- Born: June 21, 1922 Vancouver, British Columbia, Canada
- Died: January 13, 2003 (aged 80) Montreal, Quebec, Canada
- Occupations: Skiing executive; sports administrator
- Years active: 1953–1983
- Known for: First woman to lead an Olympic skiing team; Canadian Olympic Association executive
- Awards: Member of the Order of Canada (1989); Queen Elizabeth II Golden Jubilee Medal (2002);

= Pat Ramage =

Canadian skiing executive (1922–2003)

Patricia Marie Ramage (21 June 1922 — 13 January 2003) was a Canadian skiing executive. As a member of the Canadian Olympic Association between 1953 and 1976, Ramage managed the Canadian skiing team that went to the FIS Alpine World Ski Championships 1954, 1956 Winter Olympics, and FIS Alpine World Ski Championships 1958. While with the COA, Ramage became a member of the Federation Internationale de Ski in 1961 and judged from 1966 to 1977. Some of the events that Ramage judged at include the FIS Alpine World Ski Championships 1960, 1964 Winter Olympics and FIS Alpine World Ski Championships 1970.

Apart from skiing, Ramage started the first Canadian biathlon team that attended the Biathlon World Championships 1978. From 1978 to 1983, she held executive roles for Modern Penthalon Canada and Biathlon Canada. Ramage was inducted into the Canada's Sports Hall of Fame in 1984 and the Canadian Ski Hall of Fame in 1989. Ramage was also named a Member of the Order of Canada in 1989.

==Biography==
On 21 June 1922, Ramage was born in Vancouver, British Columbia. Ramage was a member of the Canadian Olympic Association between 1953 and 1976. During this time period, she led the Canadian skiing team that went to the FIS Alpine World Ski Championships 1954 and FIS Alpine World Ski Championships 1958. At the Olympics, Ramage was named manager of the Canadian women's ski team for the 1956 Winter Olympics. Upon her appointment, Ramage became the first woman to ever lead an Olympic skiing team. Later on, Ramage was selected as a chaperone for the Canadian skiing team that went to the 1968 Winter Olympics. At the 1972 Winter Olympics, she was an Assistant Chef de Mission with Canada.

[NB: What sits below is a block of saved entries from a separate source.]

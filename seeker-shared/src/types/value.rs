//! Native field values.
//!
//! A `Value` is what path resolution produces for a single document field. It
//! keeps the native type of the source attribute so the search engine receives
//! numbers as numbers and dates as dates.

use chrono::{DateTime, NaiveDate, Utc};
use serde::Serialize;
use std::fmt;

/// A field value derived from a source record.
///
/// Serializes untagged, so a `Value` renders as plain JSON (`null`, `true`,
/// `42`, `"text"`, `"2024-01-31"`, `[..]`).
#[derive(Debug, Clone, PartialEq, Serialize, Default)]
#[serde(untagged)]
pub enum Value {
    /// Missing attribute or empty relation.
    #[default]
    Null,
    Bool(bool),
    Integer(i64),
    Float(f64),
    Text(String),
    Date(NaiveDate),
    DateTime(DateTime<Utc>),
    /// Fan-out result: one entry per related record, in relation order.
    List(Vec<Value>),
}

impl Value {
    /// Returns true for `Value::Null`.
    pub fn is_null(&self) -> bool {
        matches!(self, Value::Null)
    }

    /// Returns the list entries if this value is a fan-out list.
    pub fn as_list(&self) -> Option<&[Value]> {
        match self {
            Value::List(items) => Some(items),
            _ => None,
        }
    }

    /// Returns the text if this value is a string.
    pub fn as_str(&self) -> Option<&str> {
        match self {
            Value::Text(text) => Some(text),
            _ => None,
        }
    }

    /// Convert into a `serde_json::Value` for transports that speak JSON.
    pub fn to_json(&self) -> serde_json::Value {
        match self {
            Value::Null => serde_json::Value::Null,
            Value::Bool(b) => serde_json::Value::Bool(*b),
            Value::Integer(i) => serde_json::Value::from(*i),
            Value::Float(f) => serde_json::Number::from_f64(*f)
                .map(serde_json::Value::Number)
                .unwrap_or(serde_json::Value::Null),
            Value::Text(s) => serde_json::Value::String(s.clone()),
            Value::Date(d) => serde_json::Value::String(d.format("%Y-%m-%d").to_string()),
            Value::DateTime(dt) => serde_json::Value::String(dt.to_rfc3339()),
            Value::List(items) => {
                serde_json::Value::Array(items.iter().map(Value::to_json).collect())
            }
        }
    }
}

/// String form used when a value has to become a document id.
impl fmt::Display for Value {
    fn fmt(&self, f: &mut fmt::Formatter<'_>) -> fmt::Result {
        match self {
            Value::Null => write!(f, "null"),
            Value::Bool(b) => write!(f, "{}", b),
            Value::Integer(i) => write!(f, "{}", i),
            Value::Float(v) => write!(f, "{}", v),
            Value::Text(s) => write!(f, "{}", s),
            Value::Date(d) => write!(f, "{}", d.format("%Y-%m-%d")),
            Value::DateTime(dt) => write!(f, "{}", dt.to_rfc3339()),
            Value::List(items) => {
                write!(f, "[")?;
                for (i, item) in items.iter().enumerate() {
                    if i > 0 {
                        write!(f, ", ")?;
                    }
                    write!(f, "{}", item)?;
                }
                write!(f, "]")
            }
        }
    }
}

impl From<bool> for Value {
    fn from(value: bool) -> Self {
        Value::Bool(value)
    }
}

impl From<i32> for Value {
    fn from(value: i32) -> Self {
        Value::Integer(value.into())
    }
}

impl From<i64> for Value {
    fn from(value: i64) -> Self {
        Value::Integer(value)
    }
}

impl From<f64> for Value {
    fn from(value: f64) -> Self {
        Value::Float(value)
    }
}

impl From<&str> for Value {
    fn from(value: &str) -> Self {
        Value::Text(value.to_string())
    }
}

impl From<String> for Value {
    fn from(value: String) -> Self {
        Value::Text(value)
    }
}

impl From<NaiveDate> for Value {
    fn from(value: NaiveDate) -> Self {
        Value::Date(value)
    }
}

impl From<DateTime<Utc>> for Value {
    fn from(value: DateTime<Utc>) -> Self {
        Value::DateTime(value)
    }
}

impl<T: Into<Value>> From<Option<T>> for Value {
    fn from(value: Option<T>) -> Self {
        value.map(Into::into).unwrap_or(Value::Null)
    }
}

impl<T: Into<Value>> From<Vec<T>> for Value {
    fn from(values: Vec<T>) -> Self {
        Value::List(values.into_iter().map(Into::into).collect())
    }
}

As an executive, Ramage represented the Canadian Ski Association as director between 1962 and 1972. While with the COA, Ramage became the first Canadian committee member of the Federation Internationale de Ski in 1961. She was a judge at the FIS Alpine World Ski Championships 1960, FIS Alpine World Ski Championships 1970, and various FIS Alpine Ski World Cup races from 1966 to 1977. During her judging tenure, Ramage became the first Olympic Canadian judge at the 1964 Winter Olympics. Outside of skiing, Ramage assembled the Canadian competitors that went to the Biathlon World Championships 1978. Between 1978 and 1983, Ramage worked at Modern Penthalon Canada as an honorary treasurer. During her tenure, she became the chair for Biathlon Canada in 1981 and simultaneously held her executive roles until 1983.

Ramage was named Member of the Order of Canada in 1989 and awarded the Queen Elizabeth II Golden Jubilee Medal in 2002. For hall of fames, Ramage was inducted into the Canada's Sports Hall of Fame in 1984 and the Canadian Olympic Hall of Fame in 1985. She was later named into the Canadian Ski Hall of Fame in 1989. On 13 January 2003, Ramage died in Montreal, Quebec.